Hay pensamientos como ladrillos,
que oscurecen el alma
de efímeras mariposas,
que mueren al tacto de la razón.
Se repiten las lunas
en minúsculas caras,
Hay corazones que caminan
en las piedras de Venus.
Hay poemas en las rocas del verano.
Mónica Herrero
ELLA ES LA CONSTRUCCIÓN Y EL CONSTRUCTOR
Pájaro soy en la tierra,
al murmullo del ocaso, soy de pan y hierbabuena.

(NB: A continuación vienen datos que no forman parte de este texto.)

//! Message types for the Elm-style architecture
//!
//! All state changes flow through these message types.

use std::path::PathBuf;

use crate::model::Mode;

pub use crate::model::Direction;

/// Editor-specific messages (cursor movement)
#[derive(Debug, Clone, PartialEq, Eq)]
pub enum EditorMsg {
    /// Move cursor one character or line
    MoveCursor(Direction),
    /// Move cursor to start of line (Home key)
    MoveCursorLineStart,
    /// Move cursor to end of line (End key)
    MoveCursorLineEnd,
    /// Move cursor to the previous/next word or symbol run
    MoveCursorWord(Direction),
    /// Move cursor to the previous/next run of non-whitespace
    MoveCursorBigWord(Direction),
    /// Half page up
    HalfPageUp,
    /// Half page down
    HalfPageDown,
    /// Page up
    PageUp,
    /// Page down
    PageDown,
}

/// Document-specific messages (text editing)
#[derive(Debug, Clone, PartialEq, Eq)]
pub enum DocumentMsg {
    /// Insert a character at cursor position
    InsertChar(char),
    /// Split the line at the cursor (Enter)
    InsertNewline,
    /// Delete character before cursor (Backspace)
    DeleteBackward,
    /// Delete character at cursor (Delete)
    DeleteForward,
}

/// Application-level messages (modes, file operations, viewport)
#[derive(Debug, Clone, PartialEq)]
pub enum AppMsg {
    /// Switch editing mode
    SetMode(Mode),
    /// Viewport resized (columns, rows)
    Resize(usize, usize),
    /// Save current file
    SaveFile,
    /// Load a file
    LoadFile(PathBuf),
    /// File save completed
    SaveCompleted(Result<(), String>),
    /// File load completed
    FileLoaded {
        path: PathBuf,
        result: Result<String, String>,
    },
    /// Quit the application
    Quit,
}

/// Top-level message type
#[derive(Debug, Clone, PartialEq)]
pub enum Msg {
    /// Editor messages (cursor, viewport)
    Editor(EditorMsg),
    /// Document messages (text editing)
    Document(DocumentMsg),
    /// App messages (modes, file I/O)
    App(AppMsg),
}

// Convenience constructors for common messages
impl Msg {
    /// Create a cursor movement message
    pub fn move_cursor(direction: Direction) -> Self {
        Msg::Editor(EditorMsg::MoveCursor(direction))
    }

    /// Create an insert character message
    pub fn insert_char(ch: char) -> Self {
        Msg::Document(DocumentMsg::InsertChar(ch))
    }

    /// Create a mode switch message
    pub fn set_mode(mode: Mode) -> Self {
        Msg::App(AppMsg::SetMode(mode))
    }

    /// Create a resize message
    pub fn resize(width: usize, height: usize) -> Self {
        Msg::App(AppMsg::Resize(width, height))
    }
}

El viento sopla y soy mar, espuma en las rocas,
que viene y va, con empecinamiento de nube.
Cuerpo de higo maduro,
una fiesta en cada fuente,
ladera por la que alcanzo y apresuro
el murmullo de tu vientre.
El rojo malvón, fecundo constructor de femeninas manos,
las margaritas saben de corazones rotos,
y la parra , de tallos retorcidos
que habló de los amores primeros.
Cuando llega el psicoanálisis
construye una nueva mujer,
mujer con cuerpo hecho de palabras,
mujer sin edad,
que ama verbos en infinitivo,
que vive y palpita en cada rincón.
Él construye y
nosotras somos su construcción.
Ana Barletta
ELLA ES LA CONSTRUCCIÓN Y EL CONSTRUCTOR
Inocente gota de agua
polizonte en vuelo meteórico,
punto singular, hundida expansión
del ecosistema en mis entrañas.
Mundo invisible de especies interplanetarias,
animados microbios,
grandes mamíferos,
replicados en ríos y mares,
como palabra diminuta replicada en,
dulces estrofillas de poemas.
Ella es la constructora y el constructor
la suave chispa,
inflamadora de fusiles,
partícula incandescente
hermosa y atractiva,
incendiaria y destructiva.
Tierna gota colgada al filo de las hojas,
precipitada, nutritiva
derramada en el abismo de tierras húmedas
nacidas al sol y las estrellas,
savia corriente en arterias de plantas,
en venas de todo lo viviente.
constructora, ladrillo a ladrillo,
soportadora de vientos y estrofas aventuradas.